// SPDX-License-Identifier: BUSL-1.1
// Copyright (c) 2026 Alfred Jean LLC

//! Shared "fetch a job-referenced resource" helper. `config`, `source`, and
//! the optional icon/splash URLs on a [`farm_core::Job`] are each either an
//! absolute `http(s)://`/`file://` URL, or — in one-shot mode — a path
//! relative to a CLI-supplied config root.

use std::path::Path;

use crate::error::BuildError;

pub async fn fetch_resource(
    location: &str,
    config_root: Option<&Path>,
    dest: &Path,
) -> Result<(), BuildError> {
    if let Some(rest) = location.strip_prefix("file://") {
        return copy_local(Path::new(rest), dest);
    }
    if location.starts_with("http://") || location.starts_with("https://") {
        return download_http(location, dest).await;
    }
    let root = config_root.ok_or_else(|| {
        BuildError::uniform(format!(
            "no config root supplied to resolve relative path '{location}'"
        ))
    })?;
    copy_local(&root.join(location), dest)
}

fn copy_local(src: &Path, dest: &Path) -> Result<(), BuildError> {
    if let Some(parent) = dest.parent() {
        std::fs::create_dir_all(parent).map_err(|e| BuildError::from_stage("fetch", e))?;
    }
    std::fs::copy(src, dest)
        .map_err(|e| BuildError::from_stage("fetch", format!("{}: {e}", src.display())))?;
    Ok(())
}

async fn download_http(url: &str, dest: &Path) -> Result<(), BuildError> {
    let response = reqwest::get(url)
        .await
        .map_err(|e| BuildError::from_stage("fetch", e))?
        .error_for_status()
        .map_err(|e| BuildError::from_stage("fetch", e))?;
    let bytes = response
        .bytes()
        .await
        .map_err(|e| BuildError::from_stage("fetch", e))?;
    if let Some(parent) = dest.parent() {
        tokio::fs::create_dir_all(parent)
            .await
            .map_err(|e| BuildError::from_stage("fetch", e))?;
    }
    tokio::fs::write(dest, &bytes)
        .await
        .map_err(|e| BuildError::from_stage("fetch", e))?;
    Ok(())
}

#[cfg(test)]
#[path = "fetch_tests.rs"]
mod tests;
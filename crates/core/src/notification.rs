// SPDX-License-Identifier: BUSL-1.1
// Copyright (c) 2026 Alfred Jean LLC

//! Terminal job-outcome notification, enqueued by the Builder and drained by
//! the Notifier.

use crate::job::JobId;
use crate::platform::PlatformKind;
use serde::{Deserialize, Serialize};

crate::define_id! {
    /// Opaque identifier assigned by the durable queue on enqueue.
    pub struct NotificationId;
}

/// Terminal record of a job's outcome. Absence of `msg_internal`/`msg_public`
/// means success.
#[derive(Debug, Clone, PartialEq, Eq, Serialize, Deserialize)]
pub struct Notification {
    pub code: JobId,
    pub platform: PlatformKind,
    pub starttime: u64,
    #[serde(default, skip_serializing_if = "Option::is_none")]
    pub msg_internal: Option<String>,
    #[serde(default, skip_serializing_if = "Option::is_none")]
    pub msg_public: Option<String>,
}

impl Notification {
    pub fn success(code: JobId, platform: PlatformKind, starttime: u64) -> Self {
        Self {
            code,
            platform,
            starttime,
            msg_internal: None,
            msg_public: None,
        }
    }

    pub fn failure(
        code: JobId,
        platform: PlatformKind,
        starttime: u64,
        msg_internal: impl Into<String>,
        msg_public: impl Into<String>,
    ) -> Self {
        Self {
            code,
            platform,
            starttime,
            msg_internal: Some(msg_internal.into()),
            msg_public: Some(msg_public.into()),
        }
    }

    pub fn is_success(&self) -> bool {
        self.msg_public.is_none() && self.msg_internal.is_none()
    }
}

#[cfg(test)]
#[path = "notification_tests.rs"]
mod tests;
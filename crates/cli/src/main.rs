// SPDX-License-Identifier: BUSL-1.1
// Copyright (c) 2026 Alfred Jean LLC

//! `farm-worker`: the entry point for all four sibling services plus the
//! internal `build-child` subcommand the Builder re-invokes itself as.

use std::path::PathBuf;
use std::sync::Arc;

use anyhow::Context;
use clap::{Parser, Subcommand};
use farm_adapters::backend::HttpBackendClient;
use farm_adapters::object_store::S3ObjectStoreClient;
use farm_core::{Environment, FarmRoot, SystemClock, UuidIdGen};
use farm_daemon::admin::AdminApiService;
use farm_daemon::builder::BuilderService;
use farm_daemon::notifier::NotifierService;
use farm_daemon::updater::UpdaterService;
use farm_daemon::{Service, ServiceContext, ServiceRuntime};
use tracing_subscriber::EnvFilter;

#[derive(Parser)]
#[command(name = "farm-worker", about = "Mobile-app build-farm worker services")]
struct Cli {
    /// Root of this environment's persisted state, `workspace/{env}/`.
    #[arg(long, env = "FARM_ROOT", default_value = "workspace")]
    root: PathBuf,

    /// Deployment environment: develop, testing, or production.
    #[arg(long, env = "FARM_ENVIRONMENT", default_value = "develop")]
    environment: Environment,

    /// Backend API base URL; defaults to the environment's fixed hostname.
    #[arg(long, env = "FARM_BACKEND_URL")]
    backend_url: Option<String>,

    /// Backend API bearer credential.
    #[arg(long, env = "FARM_BACKEND_TOKEN", default_value = "")]
    backend_token: String,

    #[command(subcommand)]
    command: Command,
}

#[derive(Subcommand)]
enum Command {
    /// Sync the shared dependency cache from the object store.
    Updater,
    /// Poll for and build jobs.
    Builder {
        /// Build exactly one job from a local config.json instead of
        /// polling the backend.
        #[arg(long)]
        path: Option<PathBuf>,
    },
    /// Drain the notification queue and upload results to the backend.
    Notifier,
    /// Serve read-only sibling-service status over local HTTPS.
    Admin {
        #[arg(long, env = "FARM_ADMIN_TOKEN")]
        token: String,
        #[arg(long, env = "FARM_ADMIN_TLS_CERT")]
        tls_cert: PathBuf,
        #[arg(long, env = "FARM_ADMIN_TLS_KEY")]
        tls_key: PathBuf,
    },
    /// Internal: run one build in-process. The Builder spawns this as a
    /// subprocess; not meant to be invoked directly.
    BuildChild {
        #[arg(long)]
        args: PathBuf,
    },
}

fn init_logging() {
    tracing_subscriber::fmt()
        .with_env_filter(EnvFilter::try_from_default_env().unwrap_or_else(|_| EnvFilter::new("info")))
        .init();
}

/// `build-child` has its own exit convention (success iff the pipeline
/// produced no failure message), so it bypasses `run()`'s anyhow flow.
async fn run_build_child(args_path: &std::path::Path) -> anyhow::Result<std::process::ExitCode> {
    let bytes = tokio::fs::read(args_path)
        .await
        .with_context(|| format!("failed to read build-child args at {}", args_path.display()))?;
    let args: farm_engine::BuildChildArgs =
        serde_json::from_slice(&bytes).context("malformed build-child args")?;

    let message = farm_engine::run_build_child(&args).await;
    let is_success = message.is_none();
    let line = serde_json::to_string(&message).context("failed to serialize build-child message")?;
    println!("{line}");

    Ok(if is_success {
        std::process::ExitCode::SUCCESS
    } else {
        std::process::ExitCode::FAILURE
    })
}

async fn run_service<S: Service>(service: S, ctx: ServiceContext) -> anyhow::Result<()> {
    ServiceRuntime::new(service, ctx).run().await.context("service exited with an error")
}

async fn run_once<S: Service>(service: S, ctx: ServiceContext) -> anyhow::Result<S> {
    ServiceRuntime::new(service, ctx).run_once().await.context("one-shot run failed")
}

async fn run(cli: Cli) -> anyhow::Result<std::process::ExitCode> {
    if let Command::BuildChild { args } = &cli.command {
        return run_build_child(args).await;
    }

    init_logging();

    let root = FarmRoot::new(cli.root.clone());
    let backend_url = cli
        .backend_url
        .clone()
        .unwrap_or_else(|| format!("https://{}", cli.environment.backend_host()));
    let backend = Arc::new(
        HttpBackendClient::new(backend_url, cli.backend_token.clone())
            .context("failed to build backend client")?,
    );

    let ctx = ServiceContext {
        root,
        environment: cli.environment,
        backend,
        clock: Arc::new(SystemClock),
        id_gen: Arc::new(UuidIdGen),
    };

    let exit_code = match cli.command {
        Command::Updater => {
            let object_store = Arc::new(S3ObjectStoreClient::from_env().await);
            run_service(UpdaterService::new(object_store), ctx).await?;
            std::process::ExitCode::SUCCESS
        }
        Command::Builder { path: None } => {
            run_service(BuilderService::new(), ctx).await?;
            std::process::ExitCode::SUCCESS
        }
        Command::Builder { path: Some(path) } => {
            let service = run_once(BuilderService::one_shot(path), ctx).await?;
            // Spec: one-shot mode exits -1 (255 on an 8-bit POSIX exit status)
            // when the one job it ran failed, 0 otherwise.
            match service.last_outcome() {
                Some(false) => std::process::ExitCode::from(255),
                _ => std::process::ExitCode::SUCCESS,
            }
        }
        Command::Notifier => {
            run_service(NotifierService::new(), ctx).await?;
            std::process::ExitCode::SUCCESS
        }
        Command::Admin { token, tls_cert, tls_key } => {
            run_service(AdminApiService::new(token, tls_cert, tls_key), ctx).await?;
            std::process::ExitCode::SUCCESS
        }
        Command::BuildChild { .. } => unreachable!("handled above"),
    };

    Ok(exit_code)
}

/// Deduplicate an anyhow chain: thiserror variants built with `#[from]`
/// usually already fold the source's message into their own `Display`, so
/// only render "Caused by" when the chain adds information the top-level
/// message doesn't already contain.
fn format_error(err: &anyhow::Error) -> String {
    let top = err.to_string();
    let chain_redundant = err.chain().skip(1).all(|cause| top.contains(&cause.to_string()));
    if chain_redundant {
        return top;
    }
    let mut buf = top;
    for cause in err.chain().skip(1) {
        buf.push_str(&format!("\n\nCaused by: {cause}"));
    }
    buf
}

#[tokio::main]
async fn main() -> std::process::ExitCode {
    let cli = Cli::parse();
    match run(cli).await {
        Ok(code) => code,
        Err(err) => {
            eprintln!("Error: {}", format_error(&err));
            std::process::ExitCode::FAILURE
        }
    }
}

··········

→ **TASK BRIEF**
Would you return all lines from the preceding listing that contain the word "only"?

→ **REPLY TO THE TASK**
    /// Serve read-only sibling-service status over local HTTPS.
/// only render "Caused by" when the chain adds information the top-level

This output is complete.